Worst of all, the disturbing reality of what’s going down in Iran is only accessible via alternative media outlets (shoutout: Tousi TV), who reveal the bitter truth in videos and voice recordings, livestreamed from Starlink devices when they aren’t being jammed.

Surely, if a country is depriving its citizens of contact with the outside world, then something pretty horrible is going down — just look at Tiananmen Square. But the world’s disturbing silence in the face of real evil (nobody could call the IRGC “freedom fighters,” after all) has forced us to peel away the thin facade of “business as usual” and take a peek at what’s really going on. We ourselves are in an emergency state of absolute moral bankruptcy.

We have arrived at the tipping point of post-nation-state, post-empathy, post-truth, and post-morality, and replaced our worldview with fake news, propaganda, manufactured rage, and virtue signaling.

If your truth button is still somehow intact, then hold on tight and don’t let anyone within ten yards of it. COVID has nothing on the infectiousness of our new moral blindness.

A truth-seeking narrative has no copyright; it can be bought, sold, doctored, and rewritten. Quality reporting has given way to propaganda, and truth has left the building.

Yes, I get it — Iran doesn’t neatly tie into the same story as South Africa. Iran has been sanctioned and condemned. Nobody has ever called them the “good guys” on the world stage. But this isn’t about political alliances, trade, and oil. It isn’t about what the Saudis or the Qataris want. It is the basic equation of freedom versus oppression.


Photo by Tianlei Wu on Unsplash

It is these very freedoms that have allowed me to write and publish, to bemoan this and that, and vent on a public forum.

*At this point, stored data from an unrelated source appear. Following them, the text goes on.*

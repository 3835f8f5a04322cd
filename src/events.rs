//! Request and response messages for barrel prediction.
//!
//! Note: In Bevy 0.18, buffered events use the `Message` trait instead of `Event`.

use bevy::ecs::message::Message;
use bevy::prelude::*;

use crate::types::{HitPrediction, InterceptSolution};

/// Where a requested shot starts.
#[derive(Clone, Copy, Debug, Default, PartialEq)]
pub enum LaunchOrigin {
    /// The barrel's `GlobalTransform`: its translation and forward (`-Z`) axis
    #[default]
    Muzzle,
    /// Explicit start location and aim direction
    Location { location: Vec3, direction: Vec3 },
}

/// Asks for a hit prediction from a barrel.
///
/// Answered with a [`HitPredicted`] in the same fixed step.
///
/// # Fields
/// * `barrel` - Entity carrying the [`Barrel`](crate::components::Barrel) component
/// * `origin` - Muzzle or explicit launch point
/// * `ignored` - Extra actors the shot passes through
///
/// # Example
/// ```
/// use bevy::prelude::*;
/// use bevy_barrel_prediction::events::PredictHitRequest;
///
/// let request = PredictHitRequest::new(Entity::PLACEHOLDER)
///     .from_location(Vec3::new(0.0, 1.5, 0.0), Vec3::NEG_Z)
///     .ignoring([Entity::PLACEHOLDER]);
/// assert_eq!(request.ignored.len(), 1);
/// ```
#[derive(Message, Clone, Debug)]
pub struct PredictHitRequest {
    /// Barrel entity
    pub barrel: Entity,
    /// Launch point
    pub origin: LaunchOrigin,
    /// Actors to ignore in addition to the launcher
    pub ignored: Vec<Entity>,
}

impl PredictHitRequest {
    pub fn new(barrel: Entity) -> Self {
        Self {
            barrel,
            origin: LaunchOrigin::Muzzle,
            ignored: Vec::new(),
        }
    }

    pub fn from_location(mut self, location: Vec3, direction: Vec3) -> Self {
        self.origin = LaunchOrigin::Location {
            location,
            direction,
        };
        self
    }

    pub fn ignoring(mut self, actors: impl IntoIterator<Item = Entity>) -> Self {
        self.ignored.extend(actors);
        self
    }
}

/// Answer to a [`PredictHitRequest`].
///
/// `prediction` is empty when the barrel or its projectile profile could
/// not be resolved.
#[derive(Message, Clone, Debug)]
pub struct HitPredicted {
    /// Barrel the prediction was made for
    pub barrel: Entity,
    /// Hit outcome and sampled path
    pub prediction: HitPrediction,
}

/// Asks for an aim solution against a moving target.
///
/// # Fields
/// * `barrel` - Entity carrying the [`Barrel`](crate::components::Barrel) component
/// * `origin` - Explicit start location, or `None` for the muzzle
/// * `target_location` - Current target position
/// * `target_velocity` - Target velocity, assumed constant
///
/// # Example
/// ```
/// use bevy::prelude::*;
/// use bevy_barrel_prediction::events::AimRequest;
///
/// let request = AimRequest::new(Entity::PLACEHOLDER, Vec3::new(0.0, 0.0, -150.0))
///     .with_target_velocity(Vec3::X * 12.0);
/// assert!(request.origin.is_none());
/// ```
#[derive(Message, Clone, Debug)]
pub struct AimRequest {
    /// Barrel entity
    pub barrel: Entity,
    /// Launch point override
    pub origin: Option<Vec3>,
    /// Target position now
    pub target_location: Vec3,
    /// Target velocity (m/s)
    pub target_velocity: Vec3,
}

impl AimRequest {
    pub fn new(barrel: Entity, target_location: Vec3) -> Self {
        Self {
            barrel,
            origin: None,
            target_location,
            target_velocity: Vec3::ZERO,
        }
    }

    pub fn with_target_velocity(mut self, velocity: Vec3) -> Self {
        self.target_velocity = velocity;
        self
    }

    pub fn from_location(mut self, location: Vec3) -> Self {
        self.origin = Some(location);
        self
    }
}

/// Answer to an [`AimRequest`].
///
/// An unresolvable barrel or profile yields an infinite `error`.
#[derive(Message, Clone, Debug)]
pub struct AimSolved {
    /// Barrel the solution was computed for
    pub barrel: Entity,
    /// Aim direction, intercept point and residual error
    pub solution: InterceptSolution,
}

It permits others to read my work, to agree or disagree. I cannot take these freedoms for granted. Because if I do, then one day it will be me or my children or my grandchildren yelling on the streets, facing arbitrary arrest, torture, or death.

In my mid-teens, I was far from politics. Yet somewhere in my hormonally charged brain, I understood what it meant to belong to the West: the difference between freedom and tyranny, democracy and dictatorship. The shadow of Nazi atrocities loomed large, and the daily fear endured by those behind the Iron Curtain was no urban myth.

The country I was born and raised in, Britain, was the proud home of a protest movement that rallied against the world’s most despicable villains. My idols sang and strummed their guitars as an expression of that which is now being slowly eroded.

Now, our moral stance on Iran has become muddied. Our reaction to injustice is as personal and fragmented as our diversified taste in music. Our feeds mirror and feed into a confirmation-bias echo chamber in a never-ending loop of shiny sycophancy. We feel the smugness of empty TikToks with reductive statements that briefly resonate, and then pool back into a flood of amnesiac, AI-fueled slop. The world hears the words “protests in Iran” as mere background noise as we incessantly scroll.

October 7th was a grim rehearsal. It showed how quickly new media could manufacture global moral blindness. Israel became the canary in the coal mine: victims blamed, perpetrators praised, and algorithms humming along exactly as designed. Facts and falsehoods fused into one feed; legacy media amplified the distortions. And now, as another nation begs the world to intervene — when the perpetrators no longer fit the convenient script of “freedom fighters” — we confront a different kind of darkness. Not the darkness imposed on the oppressed, but the blackness of our own moral decay.

The Iranian morgues are overflowing with the bodies of people who died fighting for freedom — the same freedom we consume so casually, as if it were fast food. That, perhaps, is the saddest truth of all. My hope is that when Iranians finally win it — and I believe they will — they’ll cherish it enough to remind us of what we’ve been in danger of forgetting.